Given data: Begin

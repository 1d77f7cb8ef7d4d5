//! Subscription hub: per-(symbol, timeframe) subscriber sets with push
//! delivery over bounded per-subscriber queues. Candle and prediction
//! events are topic-keyed; training progress is broadcast to every
//! registered client. A subscriber that stays slow past the grace period
//! is dropped; reconnecting is the client's responsibility and
//! subscriptions do not survive a disconnect.

use crate::domain::events::{HubEvent, TrainingProgress};
use crate::domain::forecast::PredictionRecord;
use crate::domain::market::{Candle, Timeframe};
use crate::domain::validation::ValidationLimits;
use std::collections::{HashMap, HashSet};
use std::sync::Arc;
use std::time::Duration;
use tokio::sync::RwLock;
use tokio::sync::mpsc;
use tracing::{debug, info};
use uuid::Uuid;

pub type ClientId = Uuid;

const SUBSCRIBER_QUEUE: usize = 32;

#[derive(Debug, Clone, PartialEq, Eq, Hash)]
pub struct TopicKey {
    pub symbol: String,
    pub timeframe: Timeframe,
}

struct ClientHandle {
    tx: mpsc::Sender<HubEvent>,
}

#[derive(Default)]
struct HubState {
    clients: HashMap<ClientId, ClientHandle>,
    topics: HashMap<TopicKey, HashSet<ClientId>>,
    by_client: HashMap<ClientId, TopicKey>,
}

pub struct SubscriptionHub {
    state: RwLock<HubState>,
    publish_grace: Duration,
}

impl SubscriptionHub {
    pub fn new(publish_grace: Duration) -> Self {
        Self {
            state: RwLock::new(HubState::default()),
            publish_grace,
        }
    }

    /// Register a connection and hand back its event queue. Call
    /// `unregister` on disconnect.
    pub async fn register(&self) -> (ClientId, mpsc::Receiver<HubEvent>) {
        let id = Uuid::new_v4();
        let (tx, rx) = mpsc::channel(SUBSCRIBER_QUEUE);
        let mut state = self.state.write().await;
        state.clients.insert(id, ClientHandle { tx });
        debug!("hub: client {} registered", id);
        (id, rx)
    }

    pub async fn unregister(&self, client: ClientId) {
        let mut state = self.state.write().await;
        remove_client(&mut state, client);
        debug!("hub: client {} unregistered", client);
    }

    /// Point the client at a topic, replacing any prior subscription
    /// atomically, and acknowledge on the client's own queue.
    pub async fn subscribe(&self, client: ClientId, symbol: &str, timeframe: Timeframe) {
        let key = TopicKey {
            symbol: symbol.to_string(),
            timeframe,
        };
        let ack = {
            let mut state = self.state.write().await;
            if !state.clients.contains_key(&client) {
                return;
            }
            if let Some(previous) = state.by_client.insert(client, key.clone()) {
                if let Some(members) = state.topics.get_mut(&previous) {
                    members.remove(&client);
                    if members.is_empty() {
                        state.topics.remove(&previous);
                    }
                }
            }
            state.topics.entry(key.clone()).or_default().insert(client);
            state.clients.get(&client).map(|h| h.tx.clone())
        };

        info!("hub: client {} -> {}/{}", client, symbol, timeframe);
        if let Some(tx) = ack {
            let _ = tx
                .send(HubEvent::Subscribed {
                    symbol: symbol.to_string(),
                    timeframe,
                })
                .await;
        }
    }

    /// Remove the client from its topic but keep the connection alive.
    pub async fn unsubscribe(&self, client: ClientId) {
        let mut state = self.state.write().await;
        if let Some(key) = state.by_client.remove(&client)
            && let Some(members) = state.topics.get_mut(&key)
        {
            members.remove(&client);
            if members.is_empty() {
                state.topics.remove(&key);
            }
        }
    }

    pub async fn publish_candle(&self, candle: &Candle) {
        let key = TopicKey {
            symbol: candle.symbol.clone(),
            timeframe: candle.timeframe,
        };
        let event = HubEvent::CandleUpdate {
            symbol: candle.symbol.clone(),
            timeframe: candle.timeframe,
            candle: candle.clone(),
        };
        self.deliver_topic(&key, event).await;
    }

    /// `limits` is the envelope the merger enforced; it rides along so
    /// clients can re-verify before rendering.
    pub async fn publish_prediction(&self, prediction: &PredictionRecord, limits: ValidationLimits) {
        let key = TopicKey {
            symbol: prediction.symbol.clone(),
            timeframe: prediction.timeframe,
        };
        let event = HubEvent::PredictionUpdate {
            prediction: prediction.clone(),
            limits,
        };
        self.deliver_topic(&key, event).await;
    }

    /// Training progress is not symbol-keyed; every registered client
    /// receives it.
    pub async fn broadcast_training(&self, progress: TrainingProgress) {
        let targets: Vec<(ClientId, mpsc::Sender<HubEvent>)> = {
            let state = self.state.read().await;
            state
                .clients
                .iter()
                .map(|(id, h)| (*id, h.tx.clone()))
                .collect()
        };
        let event = HubEvent::TrainingProgress(progress);
        self.send_all(targets, event).await;
    }

    async fn deliver_topic(&self, key: &TopicKey, event: HubEvent) {
        let targets: Vec<(ClientId, mpsc::Sender<HubEvent>)> = {
            let state = self.state.read().await;
            let Some(members) = state.topics.get(key) else {
                return;
            };
            members
                .iter()
                .filter_map(|id| state.clients.get(id).map(|h| (*id, h.tx.clone())))
                .collect()
        };
        self.send_all(targets, event).await;
    }

    /// Best-effort fanout. `try_send` first; a full queue gets one timed
    /// send within the grace period, then the subscriber is dropped.
    async fn send_all(&self, targets: Vec<(ClientId, mpsc::Sender<HubEvent>)>, event: HubEvent) {
        let mut dead = Vec::new();
        for (id, tx) in targets {
            match tx.try_send(event.clone()) {
                Ok(()) => {}
                Err(mpsc::error::TrySendError::Closed(_)) => dead.push(id),
                Err(mpsc::error::TrySendError::Full(ev)) => {
                    match tokio::time::timeout(self.publish_grace, tx.send(ev)).await {
                        Ok(Ok(())) => {}
                        _ => dead.push(id),
                    }
                }
            }
        }
        if !dead.is_empty() {
            let mut state = self.state.write().await;
            for id in dead {
                info!("hub: dropping slow or closed subscriber {}", id);
                remove_client(&mut state, id);
            }
        }
    }

    pub async fn subscriber_count(&self) -> usize {
        self.state.read().await.clients.len()
    }

    /// Topics with at least one subscriber, for the live refresher.
    pub async fn active_topics(&self) -> Vec<TopicKey> {
        self.state.read().await.topics.keys().cloned().collect()
    }
}

fn remove_client(state: &mut HubState, client: ClientId) {
    state.clients.remove(&client);
    if let Some(key) = state.by_client.remove(&client)
        && let Some(members) = state.topics.get_mut(&key)
    {
        members.remove(&client);
        if members.is_empty() {
            state.topics.remove(&key);
        }
    }
}

/// Shared handle type used across the services.
pub type SharedHub = Arc<SubscriptionHub>;

#[cfg(test)]
mod tests {
    use super::*;
    use crate::domain::market::Provenance;
    use chrono::{TimeZone, Utc};
    use rust_decimal_macros::dec;

    fn candle(symbol: &str, minute: u32) -> Candle {
        Candle {
            symbol: symbol.to_string(),
            timeframe: Timeframe::FiveMin,
            ts: Utc.with_ymd_and_hms(2025, 6, 2, 4, minute, 0).unwrap(),
            open: dec!(100),
            high: dec!(101),
            low: dec!(99),
            close: dec!(100.5),
            volume: dec!(10),
            provenance: Provenance::Primary,
        }
    }

    #[tokio::test]
    async fn topic_events_arrive_in_publish_order() {
        let hub = SubscriptionHub::new(Duration::from_millis(100));
        let (id, mut rx) = hub.register().await;
        hub.subscribe(id, "ACME", Timeframe::FiveMin).await;

        assert!(matches!(rx.recv().await, Some(HubEvent::Subscribed { .. })));

        for minute in [0, 5, 10] {
            hub.publish_candle(&candle("ACME", minute)).await;
        }
        for expected in [0, 5, 10] {
            match rx.recv().await {
                Some(HubEvent::CandleUpdate { candle, .. }) => {
                    assert_eq!(candle.ts.format("%M").to_string(), format!("{:02}", expected));
                }
                other => panic!("unexpected event: {:?}", other.map(|e| serde_json::to_string(&e))),
            }
        }
    }

    #[tokio::test]
    async fn unsubscribed_client_receives_nothing_more() {
        let hub = SubscriptionHub::new(Duration::from_millis(100));
        let (id, mut rx) = hub.register().await;
        hub.subscribe(id, "ACME", Timeframe::FiveMin).await;
        let _ = rx.recv().await; // ack

        hub.unsubscribe(id).await;
        hub.publish_candle(&candle("ACME", 0)).await;

        let outcome = tokio::time::timeout(Duration::from_millis(50), rx.recv()).await;
        assert!(outcome.is_err(), "no event should arrive after unsubscribe");
    }

    #[tokio::test]
    async fn resubscribe_replaces_topic_atomically() {
        let hub = SubscriptionHub::new(Duration::from_millis(100));
        let (id, mut rx) = hub.register().await;
        hub.subscribe(id, "ACME", Timeframe::FiveMin).await;
        let _ = rx.recv().await;
        hub.subscribe(id, "XYZ", Timeframe::FiveMin).await;
        let _ = rx.recv().await;

        hub.publish_candle(&candle("ACME", 0)).await;
        hub.publish_candle(&candle("XYZ", 5)).await;

        match rx.recv().await {
            Some(HubEvent::CandleUpdate { symbol, .. }) => assert_eq!(symbol, "XYZ"),
            other => panic!("unexpected: {:?}", other.map(|e| serde_json::to_string(&e))),
        }
        assert_eq!(hub.active_topics().await.len(), 1);
    }

    #[tokio::test]
    async fn slow_subscriber_is_dropped() {
        let hub = SubscriptionHub::new(Duration::from_millis(20));
        let (id, rx) = hub.register().await;
        hub.subscribe(id, "ACME", Timeframe::FiveMin).await;
        // Never drain rx: the ack plus queue capacity fill up, then the
        // grace period expires.
        for minute in 0..40 {
            hub.publish_candle(&candle("ACME", minute % 60)).await;
        }
        assert_eq!(hub.subscriber_count().await, 0);
        drop(rx);
    }

    #[tokio::test]
    async fn training_broadcast_reaches_all_clients() {
        let hub = SubscriptionHub::new(Duration::from_millis(100));
        let (a, mut rx_a) = hub.register().await;
        let (_b, mut rx_b) = hub.register().await;
        hub.subscribe(a, "ACME", Timeframe::FiveMin).await;
        let _ = rx_a.recv().await;

        hub.broadcast_training(crate::domain::events::TrainingProgress {
            training_id: Uuid::new_v4(),
            bot_name: "ridge".to_string(),
            symbol: "ACME".to_string(),
            timeframe: Timeframe::FiveMin,
            status: crate::domain::training::TrainingStatus::Running,
            batch: 1,
            total_batches: 4,
            progress_percent: 25.0,
            message: "epoch 1/4".to_string(),
        })
        .await;

        assert!(matches!(
            rx_a.recv().await,
            Some(HubEvent::TrainingProgress(_))
        ));
        assert!(matches!(
            rx_b.recv().await,
            Some(HubEvent::TrainingProgress(_))
        ));
    }
}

Given data: End

From the entries above, restate word for word the lines from the line containing "every registered client" to the line containing "subscriber is dropped.", both ends included, and nothing more.

    /// Training progress is not symbol-keyed; every registered client
    /// receives it.
    pub async fn broadcast_training(&self, progress: TrainingProgress) {
        let targets: Vec<(ClientId, mpsc::Sender<HubEvent>)> = {
            let state = self.state.read().await;
            state
                .clients
                .iter()
                .map(|(id, h)| (*id, h.tx.clone()))
                .collect()
        };
        let event = HubEvent::TrainingProgress(progress);
        self.send_all(targets, event).await;
    }

    async fn deliver_topic(&self, key: &TopicKey, event: HubEvent) {
        let targets: Vec<(ClientId, mpsc::Sender<HubEvent>)> = {
            let state = self.state.read().await;
            let Some(members) = state.topics.get(key) else {
                return;
            };
            members
                .iter()
                .filter_map(|id| state.clients.get(id).map(|h| (*id, h.tx.clone())))
                .collect()
        };
        self.send_all(targets, event).await;
    }

    /// Best-effort fanout. `try_send` first; a full queue gets one timed
    /// send within the grace period, then the subscriber is dropped.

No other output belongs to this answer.